First off today, YouTube has increased the upload limit on videos to 15 minutes, up from the previous limit of 10. YouTube, however, attributes the change to its content ID system, which copyright holders use to monitor and enforce their work on the service. This, according to YouTube, has limited the site’s usefulness for infringement, making it possible to raise the limit, which was largely in place to limit infringing uses of the site’s services.

2: U.S. Copyright Group ‘Steal’ Competitor’s Website

Next up today, mass litigator the U.S. Copyright Group has been accused of “stealing” a competitor’s website. The company, best known for filing thousands of infringement lawsuits over independent films, reused images and code from copyrightsettlements.com. The latter company has confirmed they are not affiliated with the USCG and that they plan to file a cease and desist letter. Originally the two sites were almost identical but even a new, stripped-down version of the USCG’s site still reuses some of the code.

3: Attorneys for J.K. Rowling Request Dismissal in Copyright Suit

Finally today, attorneys for J.K. Rowling have responded to the “Willie the Wizard” lawsuit, which alleges much of Rowling’s book “Harry Potter and the Goblet of Fire” is based on the book created by the late Adrian Jacobs.
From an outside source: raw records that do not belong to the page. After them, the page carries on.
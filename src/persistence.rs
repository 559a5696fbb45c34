//! Persistence context: configured shards and the stores built on them.
//!
//! The host constructs one [`Persistence`] at startup and shares the stores
//! it hands out. Backend clients are created once per shard here and live as
//! long as the stores holding them.

use std::sync::Arc;

use futures::future::try_join_all;
use tracing::info;

use crate::config::{
    ConfigError, JournalSettings, ObjectSnapshotSettings, PersistenceConfig, TableSnapshotSettings,
};
use crate::serialization::TypeRegistry;
use crate::storage::{
    connect_object_backend, connect_table_backend, ensure_journal_schema,
    ensure_snapshot_container_schema, ensure_snapshot_table_schema, ObjectBackend,
    ObjectSnapshotStore, Shards, StorageError, TableBackend, TableJournal, TableSnapshotStore,
};

/// Errors raised while building the persistence context.
#[derive(Debug, thiserror::Error)]
pub enum PersistenceError {
    #[error("Configuration error: {0}")]
    Config(#[from] ConfigError),

    #[error("Storage error: {0}")]
    Storage(#[from] StorageError),
}

/// Connect one table backend per connection string, in order.
pub async fn connect_table_shards(
    connection_strings: &[String],
) -> Result<Shards<dyn TableBackend>, StorageError> {
    let backends = try_join_all(connection_strings.iter().map(|c| connect_table_backend(c))).await?;
    Shards::new(backends)
}

/// Connect one object backend per connection string, in order.
pub async fn connect_object_shards(
    connection_strings: &[String],
) -> Result<Shards<dyn ObjectBackend>, StorageError> {
    let backends =
        try_join_all(connection_strings.iter().map(|c| connect_object_backend(c))).await?;
    Shards::new(backends)
}

/// Configured journal and snapshot stores.
pub struct Persistence {
    journal: Option<Arc<TableJournal>>,
    table_snapshot_store: Option<Arc<TableSnapshotStore>>,
    object_snapshot_store: Option<Arc<ObjectSnapshotStore>>,
}

impl Persistence {
    /// Connect every configured section and provision the ones with
    /// `auto_initialize` set.
    pub async fn init(
        config: &PersistenceConfig,
        registry: Arc<TypeRegistry>,
    ) -> Result<Self, PersistenceError> {
        config.validate()?;

        let journal = match &config.journal {
            Some(settings) => Some(Arc::new(build_journal(settings, Arc::clone(&registry)).await?)),
            None => None,
        };
        let table_snapshot_store = match &config.table_snapshot_store {
            Some(settings) => Some(Arc::new(
                build_table_snapshot_store(settings, Arc::clone(&registry)).await?,
            )),
            None => None,
        };
        let object_snapshot_store = match &config.object_snapshot_store {
            Some(settings) => Some(Arc::new(
                build_object_snapshot_store(settings, Arc::clone(&registry)).await?,
            )),
            None => None,
        };

        info!(
            journal = journal.is_some(),
            table_snapshots = table_snapshot_store.is_some(),
            object_snapshots = object_snapshot_store.is_some(),
            "Persistence initialized"
        );

        Ok(Self {
            journal,
            table_snapshot_store,
            object_snapshot_store,
        })
    }

    /// Provision every configured section, ignoring `auto_initialize`.
    pub async fn provision(config: &PersistenceConfig) -> Result<(), PersistenceError> {
        config.validate()?;

        if let Some(settings) = &config.journal {
            let shards = connect_table_shards(&settings.connection_strings).await?;
            ensure_journal_schema(&shards, &settings.table_name).await?;
        }
        if let Some(settings) = &config.table_snapshot_store {
            let shards = connect_table_shards(&settings.connection_strings).await?;
            ensure_snapshot_table_schema(&shards, &settings.table_name).await?;
        }
        if let Some(settings) = &config.object_snapshot_store {
            let shards = connect_object_shards(&settings.connection_strings).await?;
            ensure_snapshot_container_schema(&shards, &settings.container_name).await?;
        }
        Ok(())
    }

    pub fn journal(&self) -> Option<Arc<TableJournal>> {
        self.journal.clone()
    }

    pub fn table_snapshot_store(&self) -> Option<Arc<TableSnapshotStore>> {
        self.table_snapshot_store.clone()
    }

    pub fn object_snapshot_store(&self) -> Option<Arc<ObjectSnapshotStore>> {
        self.object_snapshot_store.clone()
    }
}

async fn build_journal(
    settings: &JournalSettings,
    registry: Arc<TypeRegistry>,
) -> Result<TableJournal, StorageError> {
    let shards = connect_table_shards(&settings.connection_strings).await?;
    if settings.auto_initialize {
        ensure_journal_schema(&shards, &settings.table_name).await?;
    }
    Ok(TableJournal::new(shards, &settings.table_name, registry))
}

async fn build_table_snapshot_store(
    settings: &TableSnapshotSettings,
    registry: Arc<TypeRegistry>,
) -> Result<TableSnapshotStore, StorageError> {
    let shards = connect_table_shards(&settings.connection_strings).await?;
    if settings.auto_initialize {
        ensure_snapshot_table_schema(&shards, &settings.table_name).await?;
    }
    Ok(TableSnapshotStore::new(shards, &settings.table_name, registry))
}

async fn build_object_snapshot_store(
    settings: &ObjectSnapshotSettings,
    registry: Arc<TypeRegistry>,
) -> Result<ObjectSnapshotStore, StorageError> {
    let shards = connect_object_shards(&settings.connection_strings).await?;
    if settings.auto_initialize {
        ensure_snapshot_container_schema(&shards, &settings.container_name).await?;
    }
    Ok(ObjectSnapshotStore::new(shards, &settings.container_name, registry)
        .with_extension(settings.extension.trim()))
}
Rowling has asked the court to dismiss the suit saying that there is no evidence to show that she copied from Jacobs’ book and the pleading also took a few potshots at the work saying that the book was “very, very badly written.”


That’s it for the three count today. We will be back tomorrow with three more copyright links. If you have a link that you want to suggest a link for the column or have any proposals to make it better. Feel free to leave a comment or send me an email. I hope to hear from you.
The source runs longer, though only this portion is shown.